Pius Utomi Ekpei/AFP/Getty Images

Boiling point

Nigeria | Nigeria's 'Middle Belt,' where Christian South meets Muslim North, is where Islamist violence is brutally coming to the surface

Issue: "O Jerusalem," April 10, 2010

For Nigerian Mark Lipdo, the last few weeks in his hometown of Jos have been like enduring "a horror film." Lipdo is director of Stefanos Foundation, a Jos-based organization that helps suffering Christians in Nigeria. Lately, the suffering has been immense.

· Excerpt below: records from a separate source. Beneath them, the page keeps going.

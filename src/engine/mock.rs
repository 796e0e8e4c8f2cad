//! Scripted engine for tests

use super::{
    ConnectionState, EngineError, EngineEvent, IceCandidate, IceServer, PeerConnectionEngine,
    SessionDescription,
};
use crate::quality::StatsSnapshot;
use async_trait::async_trait;
use parking_lot::Mutex;
use std::sync::atomic::{AtomicU64, Ordering};
use tokio::sync::broadcast;

#[derive(Default)]
struct MockState {
    calls: Vec<&'static str>,
    initialized: bool,
    capturing: bool,
    ice_servers: Vec<IceServer>,
    local: Option<SessionDescription>,
    remote: Option<SessionDescription>,
    remote_candidates: Vec<IceCandidate>,
    offers_created: u32,
    fail_restart: bool,
    fail_rebuild: bool,
    fail_initialize: bool,
    stats: StatsSnapshot,
}

pub(crate) struct MockEngine {
    state: Mutex<MockState>,
    events: broadcast::Sender<EngineEvent>,
    generation: AtomicU64,
}

impl MockEngine {
    pub(crate) fn new() -> Self {
        let (events, _) = broadcast::channel(32);
        Self {
            state: Mutex::new(MockState::default()),
            events,
            generation: AtomicU64::new(0),
        }
    }

    /// Deliver an event as if the native stack raised it
    pub(crate) fn emit(&self, event: EngineEvent) {
        let _ = self.events.send(event);
    }

    pub(crate) fn calls(&self) -> Vec<&'static str> {
        self.state.lock().calls.clone()
    }

    pub(crate) fn call_count(&self, name: &str) -> usize {
        self.state.lock().calls.iter().filter(|c| **c == name).count()
    }

    pub(crate) fn set_fail_restart(&self, fail: bool) {
        self.state.lock().fail_restart = fail;
    }

    pub(crate) fn set_fail_rebuild(&self, fail: bool) {
        self.state.lock().fail_rebuild = fail;
    }

    pub(crate) fn set_fail_initialize(&self, fail: bool) {
        self.state.lock().fail_initialize = fail;
    }

    pub(crate) fn set_stats(&self, stats: StatsSnapshot) {
        self.state.lock().stats = stats;
    }

    pub(crate) fn ice_servers(&self) -> Vec<IceServer> {
        self.state.lock().ice_servers.clone()
    }

    pub(crate) fn local_description(&self) -> Option<SessionDescription> {
        self.state.lock().local.clone()
    }

    pub(crate) fn remote_description(&self) -> Option<SessionDescription> {
        self.state.lock().remote.clone()
    }

    pub(crate) fn remote_candidates(&self) -> Vec<IceCandidate> {
        self.state.lock().remote_candidates.clone()
    }

    pub(crate) fn is_capturing(&self) -> bool {
        self.state.lock().capturing
    }

    fn record(&self, call: &'static str) -> parking_lot::MutexGuard<'_, MockState> {
        let mut state = self.state.lock();
        state.calls.push(call);
        state
    }

    fn next_offer(state: &mut MockState, label: &str) -> SessionDescription {
        state.offers_created += 1;
        SessionDescription::offer(format!("v=0 {}-{}", label, state.offers_created))
    }
}

#[async_trait]
impl PeerConnectionEngine for MockEngine {
    async fn initialize(&self, _session_id: &str, ice_servers: Vec<IceServer>) -> Result<(), EngineError> {
        let mut state = self.record("initialize");
        if state.fail_initialize {
            return Err(EngineError::ConnectionFailed("scripted failure".to_string()));
        }
        state.initialized = true;
        state.ice_servers = ice_servers;
        self.generation.fetch_add(1, Ordering::SeqCst);
        Ok(())
    }

    async fn create_offer(&self) -> Result<SessionDescription, EngineError> {
        let mut state = self.record("create_offer");
        if !state.initialized {
            return Err(EngineError::NotInitialized);
        }
        Ok(Self::next_offer(&mut state, "offer"))
    }

    async fn create_answer(&self) -> Result<SessionDescription, EngineError> {
        let state = self.record("create_answer");
        if state.remote.is_none() {
            return Err(EngineError::SdpError("no remote offer".to_string()));
        }
        Ok(SessionDescription::answer("v=0 answer"))
    }

    async fn set_local_description(&self, description: SessionDescription) -> Result<(), EngineError> {
        self.record("set_local_description").local = Some(description);
        Ok(())
    }

    async fn set_remote_description(&self, description: SessionDescription) -> Result<(), EngineError> {
        let mut state = self.record("set_remote_description");
        if !state.initialized {
            return Err(EngineError::NotInitialized);
        }
        state.remote = Some(description);
        Ok(())
    }

    async fn add_ice_candidate(&self, candidate: IceCandidate) -> Result<(), EngineError> {
        let mut state = self.record("add_ice_candidate");
        if !state.initialized {
            return Err(EngineError::NotInitialized);
        }
        state.remote_candidates.push(candidate);
        Ok(())
    }

    async fn start_local_capture(&self) -> Result<(), EngineError> {
        self.record("start_local_capture").capturing = true;
        Ok(())
    }

    async fn stop_local_capture(&self) -> Result<(), EngineError> {
        self.record("stop_local_capture").capturing = false;
        Ok(())
    }

    async fn restart_ice(&self) -> Result<SessionDescription, EngineError> {
        let mut state = self.record("restart_ice");
        if state.fail_restart {
            return Err(EngineError::IceError("scripted restart failure".to_string()));
        }
        let offer = Self::next_offer(&mut state, "restart");
        state.local = Some(offer.clone());
        Ok(offer)
    }

    async fn rebuild(&self, ice_servers: Vec<IceServer>) -> Result<(), EngineError> {
        let mut state = self.record("rebuild");
        if state.fail_rebuild {
            return Err(EngineError::ConnectionFailed("scripted rebuild failure".to_string()));
        }
        state.ice_servers = ice_servers;
        state.local = None;
        state.remote = None;
        state.remote_candidates.clear();
        self.generation.fetch_add(1, Ordering::SeqCst);
        Ok(())
    }

    async fn stats(&self) -> Result<StatsSnapshot, EngineError> {
        Ok(self.state.lock().stats.clone())
    }

    async fn close(&self) -> Result<(), EngineError> {
        let mut state = self.record("close");
        state.initialized = false;
        state.capturing = false;
        self.generation.fetch_add(1, Ordering::SeqCst);
        let _ = self.events.send(EngineEvent::StateChanged(ConnectionState::Closed));
        Ok(())
    }

    fn subscribe(&self) -> broadcast::Receiver<EngineEvent> {
        self.events.subscribe()
    }

    fn generation(&self) -> u64 {
        self.generation.load(Ordering::SeqCst)
    }
}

Muslims gangs raided three predominantly Christian villages in central Nigeria's Plateau State in the pre-dawn hours of March 7, slaughtering more than 300 people-mostly women, children, and the elderly. Ten days later, another gang attacked a nearby Christian village, killing at least a dozen people and burning at least 15 homes. Lipdo witnessed the carnage at both sites: "Little children-those who were sucklings still with their mothers-those were the ones massacred most."

Nigerian Jotham Kangdim, a professor of religious studies at the University of Jos and an associate pastor of the local Church of Christ in Nigeria, said it was difficult to describe the gruesome scene: "What I can say is that it was well beyond my imagination."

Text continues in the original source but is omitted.